== INFORMATION GIVEN

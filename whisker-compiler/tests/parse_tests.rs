use whisker_compiler::{parse, ArgValue, Node, StacheTag};
use whisker_html::SPECIALS_KEY;

fn parse_ok(input: &str) -> Node {
    parse(input).unwrap()
}

fn parse_err(input: &str) -> String {
    parse(input).unwrap_err().message
}

#[test]
fn plain_text_parses_to_text() {
    assert_eq!(parse_ok("Hello"), Node::text("Hello"));
}

#[test]
fn lone_interpolation_parses_to_a_special() {
    match parse_ok("{{name}}") {
        Node::Special(StacheTag::Double { path, args }) => {
            assert_eq!(path, vec!["name"]);
            assert!(args.is_empty());
        }
        other => panic!("expected a special, got {:?}", other),
    }
}

#[test]
fn mixed_content_parses_to_a_sequence() {
    match parse_ok("a{{x}}b") {
        Node::Seq(items) => {
            assert_eq!(items.len(), 3);
            assert_eq!(items[0], Node::text("a"));
            assert!(matches!(items[1], Node::Special(_)));
            assert_eq!(items[2], Node::text("b"));
        }
        other => panic!("expected a sequence, got {:?}", other),
    }
}

#[test]
fn comments_are_absorbed() {
    assert_eq!(parse_ok("a{{! note }}b"), Node::text("ab"));
}

#[test]
fn block_with_else_collects_both_fragments() {
    match parse_ok("{{#if x}}yes{{else}}no{{/if}}") {
        Node::Special(StacheTag::BlockOpen {
            path,
            args,
            content,
            else_content,
        }) => {
            assert_eq!(path, vec!["if"]);
            assert_eq!(args.len(), 1);
            assert_eq!(args[0].value, ArgValue::Path(vec!["x".into()]));
            assert_eq!(content, vec![Node::text("yes")]);
            assert_eq!(else_content, Some(vec![Node::text("no")]));
        }
        other => panic!("expected a block, got {:?}", other),
    }
}

#[test]
fn blocks_nest() {
    match parse_ok("{{#with a}}{{#if b}}x{{/if}}y{{/with}}") {
        Node::Special(StacheTag::BlockOpen { content, .. }) => {
            assert_eq!(content.len(), 2);
            assert!(matches!(
                &content[0],
                Node::Special(StacheTag::BlockOpen { .. })
            ));
            assert_eq!(content[1], Node::text("y"));
        }
        other => panic!("expected a block, got {:?}", other),
    }
}

#[test]
fn block_spanning_markup_keeps_the_tree_shape() {
    match parse_ok("<p>{{#if x}}<b>yes</b>{{else}}no{{/if}}</p>") {
        Node::Tag(p) => {
            assert_eq!(p.name, "p");
            assert_eq!(p.children.len(), 1);
            match &p.children[0] {
                Node::Special(StacheTag::BlockOpen {
                    content,
                    else_content,
                    ..
                }) => {
                    assert!(matches!(&content[0], Node::Tag(b) if b.name == "b"));
                    assert_eq!(else_content, &Some(vec![Node::text("no")]));
                }
                other => panic!("expected a block child, got {:?}", other),
            }
        }
        other => panic!("expected p, got {:?}", other),
    }
}

#[test]
fn else_at_top_level_is_fatal() {
    assert_eq!(parse_err("{{ else }}"), "Unexpected {{else}}");
}

#[test]
fn close_at_top_level_is_fatal() {
    assert_eq!(parse_err("{{/if}}"), "Unexpected block close tag");
}

#[test]
fn mismatched_block_names_are_fatal() {
    assert_eq!(parse_err("{{#a}}{{/b}}"), "Expected tag to close a, found b");
    assert_eq!(
        parse_err("{{#a.b}}{{/a.c}}"),
        "Expected tag to close a,b, found a,c"
    );
}

#[test]
fn unclosed_block_is_fatal() {
    assert_eq!(parse_err("{{#if x}}abc"), "Expected tag to close if");
    // a second {{else}} does not close anything either
    assert_eq!(
        parse_err("{{#if x}}a{{else}}b{{else}}c{{/if}}"),
        "Expected tag to close if"
    );
}

#[test]
fn interpolation_in_attribute_value() {
    match parse_ok(r#"<a href="{{url}}">x</a>"#) {
        Node::Tag(a) => {
            assert!(matches!(
                a.attrs.get("href"),
                Some(Node::Special(StacheTag::Double { .. }))
            ));
        }
        other => panic!("expected a, got {:?}", other),
    }
}

#[test]
fn composite_attribute_value() {
    match parse_ok(r#"<a href="/u/{{id}}/p">x</a>"#) {
        Node::Tag(a) => match a.attrs.get("href") {
            Some(Node::Seq(parts)) => {
                assert_eq!(parts.len(), 3);
                assert_eq!(parts[0], Node::text("/u/"));
                assert!(matches!(parts[1], Node::Special(_)));
                assert_eq!(parts[2], Node::text("/p"));
            }
            other => panic!("expected composite value, got {:?}", other),
        },
        other => panic!("expected a, got {:?}", other),
    }
}

#[test]
fn whole_attribute_tags_collect_under_specials() {
    match parse_ok("<div {{attrs}}>x</div>") {
        Node::Tag(div) => match div.attrs.get(SPECIALS_KEY) {
            Some(Node::Seq(specials)) => {
                assert!(matches!(
                    &specials[0],
                    Node::Special(StacheTag::Double { path, .. }) if path == &vec!["attrs".to_string()]
                ));
            }
            other => panic!("expected $specials, got {:?}", other),
        },
        other => panic!("expected div, got {:?}", other),
    }
}

#[test]
fn blocks_are_rejected_in_attributes() {
    let msg = parse_err(r#"<div class="{{#if x}}a{{/if}}">x</div>"#);
    assert!(msg.contains("block tag"), "got: {}", msg);
}

#[test]
fn triples_are_rejected_in_attributes() {
    let msg = parse_err(r#"<div class="{{{raw}}}">x</div>"#);
    assert!(msg.contains("triple-brace"), "got: {}", msg);
}

#[test]
fn blocks_work_inside_rcdata() {
    match parse_ok("<textarea>{{#if x}}a{{/if}}</textarea>") {
        Node::Tag(t) => {
            assert_eq!(t.name, "textarea");
            match &t.children[0] {
                Node::Special(StacheTag::BlockOpen { content, .. }) => {
                    assert_eq!(content, &vec![Node::text("a")]);
                }
                other => panic!("expected a block, got {:?}", other),
            }
        }
        other => panic!("expected textarea, got {:?}", other),
    }
}

#[test]
fn unclosed_element_inside_block_is_fatal() {
    let msg = parse_err("{{#if x}}<b>y{{/if}}");
    assert!(msg.contains("</b>"), "got: {}", msg);
}

#[test]
fn static_html_round_trips() {
    let src = "<div class=\"a\"><p>one</p><br><p>two</p></div>";
    let tree = parse_ok(src);
    assert_eq!(whisker_html::to_html(&tree), src);
    assert_eq!(parse_ok(&whisker_html::to_html(&tree)), tree);
}
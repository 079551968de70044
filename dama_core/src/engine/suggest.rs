use crate::engine::eval::HeuristicEvaluator;
use crate::engine::{Evaluator, Move};
use crate::logic::board::{Board, Side};
use crate::logic::generator::MoveGenerator;
use crate::logic::rules::apply_move;

/// Hint moves for `side` using the default evaluator.
#[must_use]
pub fn suggested_moves(board: &Board, side: Side) -> Vec<Move> {
    suggested_moves_with(board, side, &HeuristicEvaluator::default())
}

/// Longest mandatory captures when any exist, otherwise every move tying for the
/// best one-ply evaluation. Order follows move generation.
#[must_use]
pub fn suggested_moves_with<E: Evaluator + ?Sized>(
    board: &Board,
    side: Side,
    evaluator: &E,
) -> Vec<Move> {
    let mut moves = MoveGenerator::new().generate_moves(board, side);
    if moves.iter().any(Move::is_capture) {
        let longest = moves.iter().map(Move::capture_count).max().unwrap_or(0);
        moves.retain(|mv| mv.capture_count() == longest);
        return moves;
    }

    let scored: Vec<(Move, i32)> = moves
        .into_iter()
        .map(|mv| {
            let score = evaluator.evaluate(&apply_move(board, &mv).board, side);
            (mv, score)
        })
        .collect();
    let Some(best) = scored.iter().map(|(_, score)| *score).max() else {
        return Vec::new();
    };
    scored
        .into_iter()
        .filter(|(_, score)| *score == best)
        .map(|(mv, _)| mv)
        .collect()
}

====

**TASK**
Please give the number of lines in the data above that hold "crate", and write nothing else.

**OUTPUT BELOW**
5